==== GIVEN ENTRIES ====

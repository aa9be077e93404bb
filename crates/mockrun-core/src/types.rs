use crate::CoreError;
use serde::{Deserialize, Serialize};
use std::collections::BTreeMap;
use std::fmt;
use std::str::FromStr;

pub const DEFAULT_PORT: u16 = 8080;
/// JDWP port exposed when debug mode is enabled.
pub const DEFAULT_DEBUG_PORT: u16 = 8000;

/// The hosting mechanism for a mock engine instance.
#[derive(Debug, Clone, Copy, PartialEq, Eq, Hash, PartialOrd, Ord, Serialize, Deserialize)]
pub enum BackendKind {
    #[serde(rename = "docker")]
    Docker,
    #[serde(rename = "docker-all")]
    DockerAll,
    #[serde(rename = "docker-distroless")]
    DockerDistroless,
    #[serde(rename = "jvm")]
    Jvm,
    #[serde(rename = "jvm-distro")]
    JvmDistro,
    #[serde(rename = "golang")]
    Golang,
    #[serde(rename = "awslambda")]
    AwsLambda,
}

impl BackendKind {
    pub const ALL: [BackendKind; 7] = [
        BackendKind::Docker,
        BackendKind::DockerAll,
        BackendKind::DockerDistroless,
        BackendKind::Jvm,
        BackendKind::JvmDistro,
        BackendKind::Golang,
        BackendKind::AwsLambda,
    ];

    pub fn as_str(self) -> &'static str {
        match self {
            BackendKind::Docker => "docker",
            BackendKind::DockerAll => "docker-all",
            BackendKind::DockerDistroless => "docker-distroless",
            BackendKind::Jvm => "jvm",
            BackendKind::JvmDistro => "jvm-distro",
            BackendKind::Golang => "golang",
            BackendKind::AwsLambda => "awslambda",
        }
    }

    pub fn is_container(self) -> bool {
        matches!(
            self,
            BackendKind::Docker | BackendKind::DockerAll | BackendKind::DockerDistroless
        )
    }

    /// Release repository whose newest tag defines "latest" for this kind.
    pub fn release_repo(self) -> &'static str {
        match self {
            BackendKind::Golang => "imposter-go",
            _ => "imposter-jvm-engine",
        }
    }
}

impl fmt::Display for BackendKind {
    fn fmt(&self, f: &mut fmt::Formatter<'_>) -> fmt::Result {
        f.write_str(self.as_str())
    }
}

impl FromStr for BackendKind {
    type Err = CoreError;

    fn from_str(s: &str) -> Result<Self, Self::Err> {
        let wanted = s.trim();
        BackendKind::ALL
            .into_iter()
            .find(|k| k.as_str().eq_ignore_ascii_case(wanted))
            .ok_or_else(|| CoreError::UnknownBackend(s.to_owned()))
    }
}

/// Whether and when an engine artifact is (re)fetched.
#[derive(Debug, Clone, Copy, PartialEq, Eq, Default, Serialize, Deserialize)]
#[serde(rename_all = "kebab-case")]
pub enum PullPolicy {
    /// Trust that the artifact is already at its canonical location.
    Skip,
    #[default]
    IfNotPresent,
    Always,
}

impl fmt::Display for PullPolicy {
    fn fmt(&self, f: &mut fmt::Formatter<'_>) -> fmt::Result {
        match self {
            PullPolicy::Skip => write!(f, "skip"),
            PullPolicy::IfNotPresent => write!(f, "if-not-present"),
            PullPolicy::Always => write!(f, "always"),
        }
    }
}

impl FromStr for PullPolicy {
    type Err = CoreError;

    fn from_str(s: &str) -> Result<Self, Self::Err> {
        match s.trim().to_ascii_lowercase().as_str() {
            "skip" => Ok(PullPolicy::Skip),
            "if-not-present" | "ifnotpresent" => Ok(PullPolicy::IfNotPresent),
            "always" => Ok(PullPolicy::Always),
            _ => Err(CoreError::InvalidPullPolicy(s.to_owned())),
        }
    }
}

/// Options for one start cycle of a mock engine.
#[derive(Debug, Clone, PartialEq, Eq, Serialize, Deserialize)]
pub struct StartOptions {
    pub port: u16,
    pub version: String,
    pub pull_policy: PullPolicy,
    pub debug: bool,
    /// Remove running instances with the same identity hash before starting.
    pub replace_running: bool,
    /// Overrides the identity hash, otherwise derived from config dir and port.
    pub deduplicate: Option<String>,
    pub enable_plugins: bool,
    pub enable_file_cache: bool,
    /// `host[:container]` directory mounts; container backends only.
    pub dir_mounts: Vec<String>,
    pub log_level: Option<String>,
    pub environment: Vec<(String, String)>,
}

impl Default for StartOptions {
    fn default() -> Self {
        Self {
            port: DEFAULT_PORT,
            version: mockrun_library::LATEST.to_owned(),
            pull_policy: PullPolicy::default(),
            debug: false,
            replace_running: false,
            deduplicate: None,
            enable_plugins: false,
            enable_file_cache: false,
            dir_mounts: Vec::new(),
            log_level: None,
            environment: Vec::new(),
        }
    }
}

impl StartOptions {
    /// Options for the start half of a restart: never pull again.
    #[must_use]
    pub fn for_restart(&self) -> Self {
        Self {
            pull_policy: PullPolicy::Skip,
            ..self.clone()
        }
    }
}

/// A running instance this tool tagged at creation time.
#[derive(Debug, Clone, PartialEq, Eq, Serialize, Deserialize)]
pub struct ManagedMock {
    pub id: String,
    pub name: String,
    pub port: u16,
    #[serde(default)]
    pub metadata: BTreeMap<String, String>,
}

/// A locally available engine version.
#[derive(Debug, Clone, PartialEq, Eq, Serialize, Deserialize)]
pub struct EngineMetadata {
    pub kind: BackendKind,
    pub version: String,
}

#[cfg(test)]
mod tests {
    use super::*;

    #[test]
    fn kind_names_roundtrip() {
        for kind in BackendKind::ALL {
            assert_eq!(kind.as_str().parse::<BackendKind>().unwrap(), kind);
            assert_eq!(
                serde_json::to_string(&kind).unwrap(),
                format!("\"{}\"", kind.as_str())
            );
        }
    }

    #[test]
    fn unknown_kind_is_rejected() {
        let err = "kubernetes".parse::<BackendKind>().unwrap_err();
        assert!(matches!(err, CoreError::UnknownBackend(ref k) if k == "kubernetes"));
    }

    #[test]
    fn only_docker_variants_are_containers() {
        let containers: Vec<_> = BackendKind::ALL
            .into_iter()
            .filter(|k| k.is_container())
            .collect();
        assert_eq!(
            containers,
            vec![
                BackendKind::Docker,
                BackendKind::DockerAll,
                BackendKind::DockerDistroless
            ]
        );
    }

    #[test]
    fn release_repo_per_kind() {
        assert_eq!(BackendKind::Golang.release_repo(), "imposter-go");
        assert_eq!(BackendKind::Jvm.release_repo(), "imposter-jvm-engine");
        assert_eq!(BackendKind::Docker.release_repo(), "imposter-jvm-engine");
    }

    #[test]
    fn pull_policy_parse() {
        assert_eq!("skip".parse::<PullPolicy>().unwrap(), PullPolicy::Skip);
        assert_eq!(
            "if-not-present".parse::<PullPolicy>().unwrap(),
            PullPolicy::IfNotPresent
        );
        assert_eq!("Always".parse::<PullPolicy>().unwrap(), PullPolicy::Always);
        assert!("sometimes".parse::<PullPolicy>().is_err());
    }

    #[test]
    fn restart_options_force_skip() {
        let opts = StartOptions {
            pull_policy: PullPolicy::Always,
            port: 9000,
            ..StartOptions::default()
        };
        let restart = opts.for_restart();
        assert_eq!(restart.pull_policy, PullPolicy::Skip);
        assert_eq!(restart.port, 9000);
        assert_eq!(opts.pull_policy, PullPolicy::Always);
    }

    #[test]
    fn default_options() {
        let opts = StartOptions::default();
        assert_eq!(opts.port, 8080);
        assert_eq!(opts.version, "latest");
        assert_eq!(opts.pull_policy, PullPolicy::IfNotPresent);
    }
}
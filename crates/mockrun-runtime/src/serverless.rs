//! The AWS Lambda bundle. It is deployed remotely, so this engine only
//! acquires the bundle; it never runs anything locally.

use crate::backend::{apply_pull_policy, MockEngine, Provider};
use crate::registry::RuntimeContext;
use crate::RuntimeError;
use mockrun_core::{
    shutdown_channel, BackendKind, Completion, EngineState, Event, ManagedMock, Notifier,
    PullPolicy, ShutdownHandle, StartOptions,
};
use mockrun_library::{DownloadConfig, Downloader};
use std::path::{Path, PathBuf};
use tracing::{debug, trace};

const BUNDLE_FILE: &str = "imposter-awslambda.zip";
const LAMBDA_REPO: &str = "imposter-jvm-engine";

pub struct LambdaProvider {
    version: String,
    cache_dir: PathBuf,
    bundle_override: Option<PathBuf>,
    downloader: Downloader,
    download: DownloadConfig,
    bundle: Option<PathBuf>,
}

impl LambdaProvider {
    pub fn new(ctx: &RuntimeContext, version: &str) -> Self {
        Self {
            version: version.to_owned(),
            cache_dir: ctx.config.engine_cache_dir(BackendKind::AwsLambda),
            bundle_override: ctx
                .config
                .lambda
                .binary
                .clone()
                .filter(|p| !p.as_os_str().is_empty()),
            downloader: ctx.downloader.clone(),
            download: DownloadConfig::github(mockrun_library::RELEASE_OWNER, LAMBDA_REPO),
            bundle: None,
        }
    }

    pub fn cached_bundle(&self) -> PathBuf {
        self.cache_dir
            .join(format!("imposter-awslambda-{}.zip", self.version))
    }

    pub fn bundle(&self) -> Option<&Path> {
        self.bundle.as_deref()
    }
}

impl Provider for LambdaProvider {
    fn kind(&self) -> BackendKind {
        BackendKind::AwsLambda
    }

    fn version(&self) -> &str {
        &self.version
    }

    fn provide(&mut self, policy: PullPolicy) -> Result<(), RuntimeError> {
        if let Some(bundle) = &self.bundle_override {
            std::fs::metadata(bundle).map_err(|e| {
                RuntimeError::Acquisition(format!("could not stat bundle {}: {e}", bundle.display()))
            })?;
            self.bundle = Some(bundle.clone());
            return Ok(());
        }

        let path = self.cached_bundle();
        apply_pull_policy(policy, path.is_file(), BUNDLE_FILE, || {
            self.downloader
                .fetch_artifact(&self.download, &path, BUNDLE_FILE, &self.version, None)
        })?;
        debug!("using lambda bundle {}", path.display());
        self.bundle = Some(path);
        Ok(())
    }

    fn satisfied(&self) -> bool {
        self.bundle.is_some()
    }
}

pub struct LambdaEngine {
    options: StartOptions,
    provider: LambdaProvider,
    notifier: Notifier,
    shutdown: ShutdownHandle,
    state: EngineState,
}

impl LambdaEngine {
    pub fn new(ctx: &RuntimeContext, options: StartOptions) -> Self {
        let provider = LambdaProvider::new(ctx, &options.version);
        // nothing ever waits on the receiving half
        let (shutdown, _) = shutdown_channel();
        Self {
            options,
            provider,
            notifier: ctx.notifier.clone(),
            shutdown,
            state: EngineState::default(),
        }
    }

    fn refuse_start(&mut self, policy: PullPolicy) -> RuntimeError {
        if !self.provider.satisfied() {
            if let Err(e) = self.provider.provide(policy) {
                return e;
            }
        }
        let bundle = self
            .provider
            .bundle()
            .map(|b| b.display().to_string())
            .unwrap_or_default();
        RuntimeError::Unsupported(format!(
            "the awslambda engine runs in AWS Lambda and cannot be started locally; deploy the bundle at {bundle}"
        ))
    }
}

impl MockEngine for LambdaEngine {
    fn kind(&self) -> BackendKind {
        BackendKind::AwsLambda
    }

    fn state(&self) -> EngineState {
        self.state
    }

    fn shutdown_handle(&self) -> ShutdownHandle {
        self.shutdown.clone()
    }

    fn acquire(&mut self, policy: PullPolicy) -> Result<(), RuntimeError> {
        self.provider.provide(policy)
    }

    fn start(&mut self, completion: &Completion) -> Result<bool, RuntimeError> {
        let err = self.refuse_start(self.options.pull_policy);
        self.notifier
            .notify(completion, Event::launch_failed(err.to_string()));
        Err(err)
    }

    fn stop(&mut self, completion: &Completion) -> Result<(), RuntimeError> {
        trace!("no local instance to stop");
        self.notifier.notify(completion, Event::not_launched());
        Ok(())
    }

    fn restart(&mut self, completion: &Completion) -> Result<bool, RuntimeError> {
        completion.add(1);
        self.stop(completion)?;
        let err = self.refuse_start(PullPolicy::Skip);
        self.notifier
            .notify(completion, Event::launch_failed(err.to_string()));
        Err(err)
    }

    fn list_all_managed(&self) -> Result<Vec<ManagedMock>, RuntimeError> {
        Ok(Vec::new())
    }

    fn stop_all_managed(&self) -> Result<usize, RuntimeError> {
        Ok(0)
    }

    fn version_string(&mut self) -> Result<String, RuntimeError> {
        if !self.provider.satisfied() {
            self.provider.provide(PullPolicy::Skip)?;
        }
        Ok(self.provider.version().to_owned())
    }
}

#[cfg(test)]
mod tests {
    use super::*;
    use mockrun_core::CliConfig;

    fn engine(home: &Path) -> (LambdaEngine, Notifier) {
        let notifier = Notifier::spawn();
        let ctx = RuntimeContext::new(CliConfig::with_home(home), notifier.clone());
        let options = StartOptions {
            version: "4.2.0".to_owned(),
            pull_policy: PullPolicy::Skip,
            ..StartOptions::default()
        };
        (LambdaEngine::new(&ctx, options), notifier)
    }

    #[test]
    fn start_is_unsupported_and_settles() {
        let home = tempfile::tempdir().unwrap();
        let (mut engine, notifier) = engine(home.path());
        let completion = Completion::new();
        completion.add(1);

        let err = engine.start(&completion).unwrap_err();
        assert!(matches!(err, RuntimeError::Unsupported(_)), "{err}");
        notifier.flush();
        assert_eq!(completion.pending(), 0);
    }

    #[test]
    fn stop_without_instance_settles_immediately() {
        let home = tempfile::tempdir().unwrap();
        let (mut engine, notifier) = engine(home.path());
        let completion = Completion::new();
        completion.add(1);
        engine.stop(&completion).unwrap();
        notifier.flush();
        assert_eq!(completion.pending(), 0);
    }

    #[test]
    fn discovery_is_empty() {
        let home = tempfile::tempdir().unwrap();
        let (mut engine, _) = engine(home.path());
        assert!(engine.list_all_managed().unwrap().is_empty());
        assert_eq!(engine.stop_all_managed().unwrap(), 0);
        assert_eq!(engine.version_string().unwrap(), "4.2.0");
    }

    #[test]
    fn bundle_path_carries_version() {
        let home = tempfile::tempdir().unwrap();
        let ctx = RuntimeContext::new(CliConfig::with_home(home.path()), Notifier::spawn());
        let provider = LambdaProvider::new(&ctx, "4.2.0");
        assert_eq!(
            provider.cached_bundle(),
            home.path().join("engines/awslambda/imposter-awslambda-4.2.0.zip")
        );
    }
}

====

WORK ORDER
Extract all lines from the data in which "Copy" is found.

EXERCISE RESULT
#[derive(Debug, Clone, Copy, PartialEq, Eq, Hash, PartialOrd, Ord, Serialize, Deserialize)]
#[derive(Debug, Clone, Copy, PartialEq, Eq, Default, Serialize, Deserialize)]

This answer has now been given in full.